*Exercise*. Where the word "Some" shows up in the entries below, please copy the whole line.

─── The records ───

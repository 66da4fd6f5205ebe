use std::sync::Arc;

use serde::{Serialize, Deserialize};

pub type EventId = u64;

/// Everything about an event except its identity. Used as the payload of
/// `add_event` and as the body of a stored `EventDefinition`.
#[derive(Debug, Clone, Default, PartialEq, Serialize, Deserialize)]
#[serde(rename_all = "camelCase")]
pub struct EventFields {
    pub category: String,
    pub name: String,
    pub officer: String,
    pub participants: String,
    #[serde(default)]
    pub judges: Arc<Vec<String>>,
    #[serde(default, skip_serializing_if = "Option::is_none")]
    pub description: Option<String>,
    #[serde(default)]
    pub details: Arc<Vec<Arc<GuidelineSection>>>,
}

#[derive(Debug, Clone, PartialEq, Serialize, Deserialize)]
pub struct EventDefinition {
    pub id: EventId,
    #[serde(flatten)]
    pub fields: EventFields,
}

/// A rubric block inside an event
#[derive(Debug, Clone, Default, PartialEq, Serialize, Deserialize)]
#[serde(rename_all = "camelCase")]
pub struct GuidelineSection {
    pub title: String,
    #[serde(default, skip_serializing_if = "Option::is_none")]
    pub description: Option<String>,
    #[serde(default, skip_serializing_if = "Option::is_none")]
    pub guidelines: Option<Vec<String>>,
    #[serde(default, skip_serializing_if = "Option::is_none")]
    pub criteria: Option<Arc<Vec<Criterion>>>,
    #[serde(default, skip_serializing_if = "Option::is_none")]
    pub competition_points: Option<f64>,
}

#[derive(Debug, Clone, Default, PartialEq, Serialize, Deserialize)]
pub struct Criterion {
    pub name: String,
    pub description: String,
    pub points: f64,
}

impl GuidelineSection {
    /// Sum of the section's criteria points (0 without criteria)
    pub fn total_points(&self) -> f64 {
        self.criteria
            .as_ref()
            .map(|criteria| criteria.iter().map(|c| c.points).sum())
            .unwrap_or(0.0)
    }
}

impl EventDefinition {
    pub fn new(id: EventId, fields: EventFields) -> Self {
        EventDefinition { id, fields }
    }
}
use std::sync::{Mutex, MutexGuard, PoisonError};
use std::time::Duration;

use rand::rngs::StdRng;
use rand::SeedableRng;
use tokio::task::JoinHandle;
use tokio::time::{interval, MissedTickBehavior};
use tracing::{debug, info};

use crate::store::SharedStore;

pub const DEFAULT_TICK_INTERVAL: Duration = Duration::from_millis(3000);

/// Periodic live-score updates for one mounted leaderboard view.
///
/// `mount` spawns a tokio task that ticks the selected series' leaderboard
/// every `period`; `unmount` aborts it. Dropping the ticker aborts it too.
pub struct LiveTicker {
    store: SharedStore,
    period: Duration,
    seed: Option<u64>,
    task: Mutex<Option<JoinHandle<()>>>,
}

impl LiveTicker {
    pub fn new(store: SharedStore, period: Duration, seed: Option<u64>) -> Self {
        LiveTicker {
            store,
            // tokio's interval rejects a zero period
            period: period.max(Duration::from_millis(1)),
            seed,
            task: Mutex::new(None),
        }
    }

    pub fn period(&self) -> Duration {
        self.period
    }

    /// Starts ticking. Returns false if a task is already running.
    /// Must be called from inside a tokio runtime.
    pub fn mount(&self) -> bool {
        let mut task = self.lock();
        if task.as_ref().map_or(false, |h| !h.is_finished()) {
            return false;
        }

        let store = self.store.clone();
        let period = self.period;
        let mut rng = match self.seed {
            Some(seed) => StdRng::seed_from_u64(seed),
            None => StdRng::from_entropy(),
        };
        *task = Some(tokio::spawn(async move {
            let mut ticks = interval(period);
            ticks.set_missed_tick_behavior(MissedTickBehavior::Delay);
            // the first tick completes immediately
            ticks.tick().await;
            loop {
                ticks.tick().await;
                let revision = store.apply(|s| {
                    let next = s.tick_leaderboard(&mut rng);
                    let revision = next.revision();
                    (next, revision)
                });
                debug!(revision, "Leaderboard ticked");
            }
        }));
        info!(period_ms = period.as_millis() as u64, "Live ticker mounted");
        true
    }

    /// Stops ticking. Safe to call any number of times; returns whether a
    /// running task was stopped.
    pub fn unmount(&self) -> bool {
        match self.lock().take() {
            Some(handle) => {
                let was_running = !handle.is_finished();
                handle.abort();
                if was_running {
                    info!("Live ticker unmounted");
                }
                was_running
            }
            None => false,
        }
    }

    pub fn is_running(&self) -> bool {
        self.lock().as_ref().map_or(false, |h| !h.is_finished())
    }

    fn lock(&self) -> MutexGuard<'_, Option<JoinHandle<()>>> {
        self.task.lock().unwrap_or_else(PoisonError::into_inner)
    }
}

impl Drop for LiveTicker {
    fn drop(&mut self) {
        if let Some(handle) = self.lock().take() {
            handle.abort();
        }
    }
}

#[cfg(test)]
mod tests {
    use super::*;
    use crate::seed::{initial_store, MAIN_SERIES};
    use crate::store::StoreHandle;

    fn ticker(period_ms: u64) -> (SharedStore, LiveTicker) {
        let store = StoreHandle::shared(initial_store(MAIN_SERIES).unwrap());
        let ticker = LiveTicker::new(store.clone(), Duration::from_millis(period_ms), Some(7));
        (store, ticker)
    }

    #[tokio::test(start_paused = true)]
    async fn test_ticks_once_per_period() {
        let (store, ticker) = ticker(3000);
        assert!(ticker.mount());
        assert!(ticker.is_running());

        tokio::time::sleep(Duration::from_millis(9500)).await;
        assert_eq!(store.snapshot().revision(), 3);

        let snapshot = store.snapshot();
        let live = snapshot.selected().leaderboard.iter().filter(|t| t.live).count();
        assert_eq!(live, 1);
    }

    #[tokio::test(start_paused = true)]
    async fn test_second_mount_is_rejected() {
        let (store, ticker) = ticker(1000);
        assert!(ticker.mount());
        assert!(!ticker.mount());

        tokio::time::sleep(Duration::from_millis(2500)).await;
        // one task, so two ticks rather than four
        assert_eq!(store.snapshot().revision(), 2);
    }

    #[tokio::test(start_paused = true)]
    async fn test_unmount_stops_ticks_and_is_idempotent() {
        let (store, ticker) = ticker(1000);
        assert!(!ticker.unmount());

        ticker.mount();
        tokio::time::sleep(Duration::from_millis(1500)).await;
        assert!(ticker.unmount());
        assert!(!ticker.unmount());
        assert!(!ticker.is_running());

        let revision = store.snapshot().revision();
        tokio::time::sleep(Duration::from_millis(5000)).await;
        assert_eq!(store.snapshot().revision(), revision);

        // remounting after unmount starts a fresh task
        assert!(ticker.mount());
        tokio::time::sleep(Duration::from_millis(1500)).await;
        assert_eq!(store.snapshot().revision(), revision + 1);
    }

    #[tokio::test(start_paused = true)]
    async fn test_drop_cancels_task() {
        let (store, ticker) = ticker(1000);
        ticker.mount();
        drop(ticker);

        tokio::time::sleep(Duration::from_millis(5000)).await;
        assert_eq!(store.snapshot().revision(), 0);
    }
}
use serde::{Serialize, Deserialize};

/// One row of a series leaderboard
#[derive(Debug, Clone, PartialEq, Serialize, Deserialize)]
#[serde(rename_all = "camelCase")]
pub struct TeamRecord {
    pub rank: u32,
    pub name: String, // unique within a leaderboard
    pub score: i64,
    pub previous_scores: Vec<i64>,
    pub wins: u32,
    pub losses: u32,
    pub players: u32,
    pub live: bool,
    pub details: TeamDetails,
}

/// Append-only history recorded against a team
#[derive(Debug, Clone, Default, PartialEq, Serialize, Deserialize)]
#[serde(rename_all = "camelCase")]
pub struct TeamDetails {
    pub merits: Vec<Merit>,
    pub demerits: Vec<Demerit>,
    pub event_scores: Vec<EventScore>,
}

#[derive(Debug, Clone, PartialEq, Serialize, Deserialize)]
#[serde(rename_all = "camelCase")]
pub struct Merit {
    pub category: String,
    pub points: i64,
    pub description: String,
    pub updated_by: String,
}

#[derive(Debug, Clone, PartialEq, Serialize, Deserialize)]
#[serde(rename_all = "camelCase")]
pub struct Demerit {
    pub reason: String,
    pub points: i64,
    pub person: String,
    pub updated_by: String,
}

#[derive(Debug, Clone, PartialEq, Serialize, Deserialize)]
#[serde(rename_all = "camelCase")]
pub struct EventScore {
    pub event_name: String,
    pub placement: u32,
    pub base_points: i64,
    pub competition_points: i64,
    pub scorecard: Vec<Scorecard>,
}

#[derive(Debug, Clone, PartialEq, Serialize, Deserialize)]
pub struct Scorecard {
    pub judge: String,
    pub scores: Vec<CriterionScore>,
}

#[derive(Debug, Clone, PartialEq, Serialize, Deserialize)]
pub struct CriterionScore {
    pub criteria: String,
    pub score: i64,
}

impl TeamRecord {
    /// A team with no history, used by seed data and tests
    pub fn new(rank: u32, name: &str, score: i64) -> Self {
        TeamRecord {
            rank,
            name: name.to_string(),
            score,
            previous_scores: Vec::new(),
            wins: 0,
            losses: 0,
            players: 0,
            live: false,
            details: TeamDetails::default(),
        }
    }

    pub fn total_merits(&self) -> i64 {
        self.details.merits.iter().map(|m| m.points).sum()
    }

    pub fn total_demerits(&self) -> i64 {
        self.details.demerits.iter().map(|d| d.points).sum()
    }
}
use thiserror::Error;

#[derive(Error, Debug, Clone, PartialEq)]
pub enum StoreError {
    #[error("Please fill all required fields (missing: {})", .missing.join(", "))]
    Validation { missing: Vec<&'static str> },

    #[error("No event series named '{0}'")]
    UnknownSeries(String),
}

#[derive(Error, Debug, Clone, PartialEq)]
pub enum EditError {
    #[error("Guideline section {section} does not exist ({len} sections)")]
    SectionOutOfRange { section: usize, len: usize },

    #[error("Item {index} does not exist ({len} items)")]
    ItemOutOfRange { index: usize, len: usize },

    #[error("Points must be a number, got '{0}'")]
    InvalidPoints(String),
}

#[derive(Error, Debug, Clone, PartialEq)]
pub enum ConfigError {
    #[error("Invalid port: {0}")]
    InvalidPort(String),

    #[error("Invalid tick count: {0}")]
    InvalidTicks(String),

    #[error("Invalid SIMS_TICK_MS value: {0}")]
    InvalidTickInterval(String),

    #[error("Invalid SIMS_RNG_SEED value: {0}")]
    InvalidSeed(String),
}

───

*Reply to the exercise*.
            Some(seed) => StdRng::seed_from_u64(seed),
        *task = Some(tokio::spawn(async move {
            Some(handle) => {
        if let Some(handle) = self.lock().take() {
        let ticker = LiveTicker::new(store.clone(), Duration::from_millis(period_ms), Some(7));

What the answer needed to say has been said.